NORTHERN MERCHANT SERVICES , INC.
SECURITY AGREEMENT
August 31, 2004
To: Laurus Master Fund, Ltd.
c/o M&C Corporate Services Limited
P.O. Box 1234 XX
Xxxxxx House
South Church Street
Grand Cayman, Cayman Islands
Gentlemen:
1. To secure the payment of all Obligations (as hereafter defined), we
hereby grant to you a continuing security interest in all of the following
property now owned or at any time hereafter acquired by us, or in which we now
have or at any time in the future may acquire any right, title or interest (the
"Collateral"): all cash, accounts, accounts receivable, deposit accounts
(including, without limitation, (x) the Restricted Account (the "Restricted
Account") maintained at North Fork Bank (Account Name: _________, Account
Number: __________) referred to in the Restricted Account Agreement), inventory,
equipment, goods, documents, instruments (including, without limitation,
promissory notes), contract rights, general intangibles (including, without
limitation, payment intangibles and an absolute right to license on terms no
less favorable than those currently in effect among our affiliates, but not own
intellectual property), chattel paper, supporting obligations, investment
property, letter-of-credit rights, trademarks and tradestyles in which we now
have or hereafter may acquire any right, title or interest, all proceeds and
products thereof (including, without limitation, proceeds of insurance) and all
additions, accessions and substitutions thereto or therefore. In the event we
wish to finance the acquisition of any hereafter acquired equipment and have
obtained a commitment from a financing source to finance such equipment from an
unrelated third party, you agree to release your security interest on such
hereafter acquired equipment so financed by such third party financing source.

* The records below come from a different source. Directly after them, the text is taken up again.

//! OpenAI chat-completions adapter

use async_trait::async_trait;
use std::time::Duration;

use super::{build_http_client, chat_completion_text, chat_messages, join_url, send_json, LlmProvider};
use crate::core::config::OpenAiConfig;
use crate::core::errors::Result;
use crate::core::models::Prompt;

/// OpenAI or any OpenAI-compatible endpoint
#[derive(Debug, Clone)]
pub struct OpenAiProvider {
    client: reqwest::Client,
    config: OpenAiConfig,
}

impl OpenAiProvider {
    pub fn new(config: OpenAiConfig, timeout: Duration) -> Result<Self> {
        Ok(Self {
            client: build_http_client(timeout)?,
            config,
        })
    }

    fn request_body(&self, prompt: &Prompt) -> serde_json::Value {
        let mut body = serde_json::json!({
            "model": self.config.model,
            "temperature": self.config.temperature,
            "messages": chat_messages(prompt),
        });
        if let Some(max_tokens) = self.config.max_tokens {
            body["max_tokens"] = serde_json::json!(max_tokens);
        }
        body
    }
}

#[async_trait]
impl LlmProvider for OpenAiProvider {
    fn name(&self) -> &str {
        "openai"
    }

    fn model(&self) -> &str {
        &self.config.model
    }

    async fn complete(&self, prompt: &Prompt) -> Result<String> {
        let url = join_url(&self.config.base_url, "chat/completions");
        let request = self
            .client
            .post(url)
            .bearer_auth(&self.config.api_key)
            .json(&self.request_body(prompt));

        let json = send_json(self.name(), request).await?;
        chat_completion_text(&json)
    }
}

#[cfg(test)]
mod tests {
    use super::*;
    use crate::core::errors::TranslationError;
    use crate::core::providers::test_support::spawn_server;
    use axum::http::{HeaderMap, StatusCode};
    use axum::routing::post;
    use axum::{Json, Router};

    fn config(base_url: String) -> OpenAiConfig {
        OpenAiConfig {
            api_key: "sk-test".to_string(),
            base_url,
            max_tokens: Some(512),
            ..Default::default()
        }
    }

    fn prompt() -> Prompt {
        Prompt {
            system: "translate".to_string(),
            user: "<p>Hello</p>".to_string(),
        }
    }

    #[test]
    fn test_request_body() {
        let provider =
            OpenAiProvider::new(config("http://unused".to_string()), Duration::from_secs(5)).unwrap();
        let body = provider.request_body(&prompt());
        assert_eq!(body["model"], "gpt-4o");
        assert_eq!(body["max_tokens"], 512);
        assert_eq!(body["messages"][0]["role"], "system");
        assert_eq!(body["messages"][1]["content"], "<p>Hello</p>");
    }

    #[tokio::test]
    async fn test_complete_against_local_server() {
        async fn handler(headers: HeaderMap, Json(body): Json<serde_json::Value>) -> Json<serde_json::Value> {
            assert_eq!(headers["authorization"], "Bearer sk-test");
            let user = body["messages"][1]["content"].as_str().unwrap().to_string();
            Json(serde_json::json!({
                "choices": [{ "index": 0, "message": { "role": "assistant", "content": user.replace("Hello", "Cześć") } }]
            }))
        }

        let base = spawn_server(Router::new().route("/v1/chat/completions", post(handler))).await;
        let provider =
            OpenAiProvider::new(config(format!("{}/v1", base)), Duration::from_secs(5)).unwrap();

        let text = provider.complete(&prompt()).await.unwrap();
        assert_eq!(text, "<p>Cześć</p>");
    }

    #[tokio::test]
    async fn test_rate_limit_carries_retry_after() {
        async fn handler() -> (StatusCode, [(&'static str, &'static str); 1], &'static str) {
            (StatusCode::TOO_MANY_REQUESTS, [("retry-after", "3")], "slow down")
        }

        let base = spawn_server(Router::new().route("/v1/chat/completions", post(handler))).await;
        let provider =
            OpenAiProvider::new(config(format!("{}/v1", base)), Duration::from_secs(5)).unwrap();

        let err = provider.complete(&prompt()).await.unwrap_err();
        assert!(matches!(
            err,
            TranslationError::RateLimitError {
                retry_after: Some(3)
            }
        ));
    }

    #[tokio::test]
    async fn test_unauthorized_is_authentication_error() {
        async fn handler() -> (StatusCode, &'static str) {
            (StatusCode::UNAUTHORIZED, "invalid api key")
        }

        let base = spawn_server(Router::new().route("/v1/chat/completions", post(handler))).await;
        let provider =
            OpenAiProvider::new(config(format!("{}/v1", base)), Duration::from_secs(5)).unwrap();

        let err = provider.complete(&prompt()).await.unwrap_err();
        assert!(matches!(err, TranslationError::AuthenticationError { .. }));
    }
}
//! Command-line interface

pub mod commands;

2. The term "Obligations" as used herein shall mean and include all debts,
liabilities and obligations owing by us to you hereunder and under whether
arising under, out of, or in connection with that certain Securities Purchase
Agreement dated as of the date hereof by and between the undersigned and Laurus
Master Fund, Ltd. ("Laurus") (the "Securities Purchase Agreement"), that certain
Secured Convertible Term Note dated as of the date hereof made by in favor of
Laurus (the "Term Note") the Warrant dated as of the date hereof made by the
undersigned in favor of Laurus in connection with the Term Note (the "Term Note
Warrant") that certain Registration Rights Agreement dated as of the date hereof
by and between the undersigned and Laurus in connection with the Term Note (the
"Term Note Registration Rights Agreement"), that certain Security Agreement
dated as of the date hereof by and between the undersigned and Laurus (the
"Security Agreement"), and any and all and all other documents entered into by
Laurus, Pipeline, and/or a subsidiary of Pipeline in connection with the Term
Note (the "Other Documents") (the Securities Purchase Agreement, the Term Note,
the Term Note Warrant and the Term Note Registration Rights Agreement, the
Security Agreement, and the Other Documents, as each may be amended, modified,
restated or supplemented from time to time, are collectively referred to herein
as the "Documents").
3. We hereby represent, warrant and covenant to you that:
(a) we are a company validly existing, in good standing and formed under
the laws of the State of Delaware and we will provide you thirty (30)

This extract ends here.